• _Saved data entries_
━━━━━━━━━━━━━━━━━━━━━━━━━━━━━━

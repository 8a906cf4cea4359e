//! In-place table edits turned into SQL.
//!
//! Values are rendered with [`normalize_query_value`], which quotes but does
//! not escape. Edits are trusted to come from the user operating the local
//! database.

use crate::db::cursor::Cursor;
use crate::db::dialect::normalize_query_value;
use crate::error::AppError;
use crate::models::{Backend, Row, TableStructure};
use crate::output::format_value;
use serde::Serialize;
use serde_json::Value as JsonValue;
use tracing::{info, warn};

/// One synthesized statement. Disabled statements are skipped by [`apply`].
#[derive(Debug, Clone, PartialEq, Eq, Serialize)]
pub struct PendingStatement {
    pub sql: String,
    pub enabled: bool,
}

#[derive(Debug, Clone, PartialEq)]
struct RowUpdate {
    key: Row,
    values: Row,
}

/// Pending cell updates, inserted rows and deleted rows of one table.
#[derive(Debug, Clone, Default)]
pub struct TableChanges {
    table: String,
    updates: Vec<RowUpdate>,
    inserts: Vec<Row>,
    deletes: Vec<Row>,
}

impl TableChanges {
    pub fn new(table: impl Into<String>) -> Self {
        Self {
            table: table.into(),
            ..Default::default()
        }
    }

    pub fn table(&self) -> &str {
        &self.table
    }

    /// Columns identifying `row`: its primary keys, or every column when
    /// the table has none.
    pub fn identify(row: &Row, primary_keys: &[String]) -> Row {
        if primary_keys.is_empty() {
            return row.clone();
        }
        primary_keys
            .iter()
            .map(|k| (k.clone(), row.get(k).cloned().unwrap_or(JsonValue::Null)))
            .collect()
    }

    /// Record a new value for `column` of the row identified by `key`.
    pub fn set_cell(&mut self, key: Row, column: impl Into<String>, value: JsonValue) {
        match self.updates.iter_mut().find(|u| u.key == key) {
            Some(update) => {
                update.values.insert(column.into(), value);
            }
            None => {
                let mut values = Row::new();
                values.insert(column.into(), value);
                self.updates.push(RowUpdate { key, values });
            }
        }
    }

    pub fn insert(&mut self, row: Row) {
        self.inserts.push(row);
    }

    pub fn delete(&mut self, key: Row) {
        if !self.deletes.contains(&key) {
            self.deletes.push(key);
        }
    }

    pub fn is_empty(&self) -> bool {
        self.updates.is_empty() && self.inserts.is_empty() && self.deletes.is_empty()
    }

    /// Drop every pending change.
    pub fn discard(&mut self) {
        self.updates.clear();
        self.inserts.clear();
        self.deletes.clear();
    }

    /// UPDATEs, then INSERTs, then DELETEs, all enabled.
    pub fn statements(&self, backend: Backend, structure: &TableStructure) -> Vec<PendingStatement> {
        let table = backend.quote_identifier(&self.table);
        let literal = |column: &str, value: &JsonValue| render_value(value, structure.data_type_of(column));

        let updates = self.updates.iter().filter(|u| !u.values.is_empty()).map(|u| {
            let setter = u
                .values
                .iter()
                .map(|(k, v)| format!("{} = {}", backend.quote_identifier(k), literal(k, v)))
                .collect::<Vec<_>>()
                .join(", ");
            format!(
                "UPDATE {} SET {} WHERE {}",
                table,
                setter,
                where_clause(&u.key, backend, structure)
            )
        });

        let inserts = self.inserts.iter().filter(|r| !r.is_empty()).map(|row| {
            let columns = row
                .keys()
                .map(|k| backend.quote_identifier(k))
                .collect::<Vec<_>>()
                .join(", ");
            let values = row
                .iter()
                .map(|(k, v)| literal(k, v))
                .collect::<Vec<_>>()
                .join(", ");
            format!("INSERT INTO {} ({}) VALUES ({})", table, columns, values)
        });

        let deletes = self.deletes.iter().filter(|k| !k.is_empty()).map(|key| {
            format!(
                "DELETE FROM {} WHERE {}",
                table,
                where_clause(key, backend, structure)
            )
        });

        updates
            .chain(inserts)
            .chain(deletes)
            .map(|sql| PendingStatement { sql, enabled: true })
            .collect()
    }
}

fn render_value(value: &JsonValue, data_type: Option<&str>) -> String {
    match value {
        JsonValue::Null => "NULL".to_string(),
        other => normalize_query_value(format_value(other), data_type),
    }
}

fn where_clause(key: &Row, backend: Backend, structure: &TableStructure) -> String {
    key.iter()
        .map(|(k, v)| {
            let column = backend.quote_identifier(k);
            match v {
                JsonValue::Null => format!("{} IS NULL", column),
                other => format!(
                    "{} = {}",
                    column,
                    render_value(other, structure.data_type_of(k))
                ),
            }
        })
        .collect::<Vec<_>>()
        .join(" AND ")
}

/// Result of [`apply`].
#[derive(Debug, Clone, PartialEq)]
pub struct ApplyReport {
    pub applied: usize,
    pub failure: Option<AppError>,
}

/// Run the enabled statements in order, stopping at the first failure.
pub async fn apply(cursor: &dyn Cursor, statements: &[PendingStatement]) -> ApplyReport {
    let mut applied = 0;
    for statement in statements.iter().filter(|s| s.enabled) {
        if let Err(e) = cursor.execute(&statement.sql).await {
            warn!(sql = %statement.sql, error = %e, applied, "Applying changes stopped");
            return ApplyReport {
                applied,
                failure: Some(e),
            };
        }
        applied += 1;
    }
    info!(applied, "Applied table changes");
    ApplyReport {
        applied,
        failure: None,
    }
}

━━━━━━━━━━━━━━━━━━━━━━━━━━━━━━

• _Exercise details_
From the first line to the last, copy the records exactly as they appear above.

• _Exercise answer_
repository 8a906cf4cea4359e
//! In-place table edits turned into SQL.
//!
//! Values are rendered with [`normalize_query_value`], which quotes but does
//! not escape. Edits are trusted to come from the user operating the local
//! database.

use crate::db::cursor::Cursor;
use crate::db::dialect::normalize_query_value;
use crate::error::AppError;
use crate::models::{Backend, Row, TableStructure};
use crate::output::format_value;
use serde::Serialize;
use serde_json::Value as JsonValue;
use tracing::{info, warn};

/// One synthesized statement. Disabled statements are skipped by [`apply`].
#[derive(Debug, Clone, PartialEq, Eq, Serialize)]
pub struct PendingStatement {
    pub sql: String,
    pub enabled: bool,
}

#[derive(Debug, Clone, PartialEq)]
struct RowUpdate {
    key: Row,
    values: Row,
}

/// Pending cell updates, inserted rows and deleted rows of one table.
#[derive(Debug, Clone, Default)]
pub struct TableChanges {
    table: String,
    updates: Vec<RowUpdate>,
    inserts: Vec<Row>,
    deletes: Vec<Row>,
}

impl TableChanges {
    pub fn new(table: impl Into<String>) -> Self {
        Self {
            table: table.into(),
            ..Default::default()
        }
    }

    pub fn table(&self) -> &str {
        &self.table
    }

    /// Columns identifying `row`: its primary keys, or every column when
    /// the table has none.
    pub fn identify(row: &Row, primary_keys: &[String]) -> Row {
        if primary_keys.is_empty() {
            return row.clone();
        }
        primary_keys
            .iter()
            .map(|k| (k.clone(), row.get(k).cloned().unwrap_or(JsonValue::Null)))
            .collect()
    }

    /// Record a new value for `column` of the row identified by `key`.
    pub fn set_cell(&mut self, key: Row, column: impl Into<String>, value: JsonValue) {
        match self.updates.iter_mut().find(|u| u.key == key) {
            Some(update) => {
                update.values.insert(column.into(), value);
            }
            None => {
                let mut values = Row::new();
                values.insert(column.into(), value);
                self.updates.push(RowUpdate { key, values });
            }
        }
    }

    pub fn insert(&mut self, row: Row) {
        self.inserts.push(row);
    }

    pub fn delete(&mut self, key: Row) {
        if !self.deletes.contains(&key) {
            self.deletes.push(key);
        }
    }

    pub fn is_empty(&self) -> bool {
        self.updates.is_empty() && self.inserts.is_empty() && self.deletes.is_empty()
    }

    /// Drop every pending change.
    pub fn discard(&mut self) {
        self.updates.clear();
        self.inserts.clear();
        self.deletes.clear();
    }

    /// UPDATEs, then INSERTs, then DELETEs, all enabled.
    pub fn statements(&self, backend: Backend, structure: &TableStructure) -> Vec<PendingStatement> {
        let table = backend.quote_identifier(&self.table);
        let literal = |column: &str, value: &JsonValue| render_value(value, structure.data_type_of(column));

        let updates = self.updates.iter().filter(|u| !u.values.is_empty()).map(|u| {
            let setter = u
                .values
                .iter()
                .map(|(k, v)| format!("{} = {}", backend.quote_identifier(k), literal(k, v)))
                .collect::<Vec<_>>()
                .join(", ");
            format!(
                "UPDATE {} SET {} WHERE {}",
                table,
                setter,
                where_clause(&u.key, backend, structure)
            )
        });

        let inserts = self.inserts.iter().filter(|r| !r.is_empty()).map(|row| {
            let columns = row
                .keys()
                .map(|k| backend.quote_identifier(k))
                .collect::<Vec<_>>()
                .join(", ");
            let values = row
                .iter()
                .map(|(k, v)| literal(k, v))
                .collect::<Vec<_>>()
                .join(", ");
            format!("INSERT INTO {} ({}) VALUES ({})", table, columns, values)
        });

        let deletes = self.deletes.iter().filter(|k| !k.is_empty()).map(|key| {
            format!(
                "DELETE FROM {} WHERE {}",
                table,
                where_clause(key, backend, structure)
            )
        });

        updates
            .chain(inserts)
            .chain(deletes)
            .map(|sql| PendingStatement { sql, enabled: true })
            .collect()
    }
}

fn render_value(value: &JsonValue, data_type: Option<&str>) -> String {
    match value {
        JsonValue::Null => "NULL".to_string(),
        other => normalize_query_value(format_value(other), data_type),
    }
}

fn where_clause(key: &Row, backend: Backend, structure: &TableStructure) -> String {
    key.iter()
        .map(|(k, v)| {
            let column = backend.quote_identifier(k);
            match v {
                JsonValue::Null => format!("{} IS NULL", column),
                other => format!(
                    "{} = {}",
                    column,
                    render_value(other, structure.data_type_of(k))
                ),
            }
        })
        .collect::<Vec<_>>()
        .join(" AND ")
}

/// Result of [`apply`].
#[derive(Debug, Clone, PartialEq)]
pub struct ApplyReport {
    pub applied: usize,
    pub failure: Option<AppError>,
}

/// Run the enabled statements in order, stopping at the first failure.
pub async fn apply(cursor: &dyn Cursor, statements: &[PendingStatement]) -> ApplyReport {
    let mut applied = 0;
    for statement in statements.iter().filter(|s| s.enabled) {
        if let Err(e) = cursor.execute(&statement.sql).await {
            warn!(sql = %statement.sql, error = %e, applied, "Applying changes stopped");
            return ApplyReport {
                applied,
                failure: Some(e),
            };
        }
        applied += 1;
    }
    info!(applied, "Applied table changes");
    ApplyReport {
        applied,
        failure: None,
    }
}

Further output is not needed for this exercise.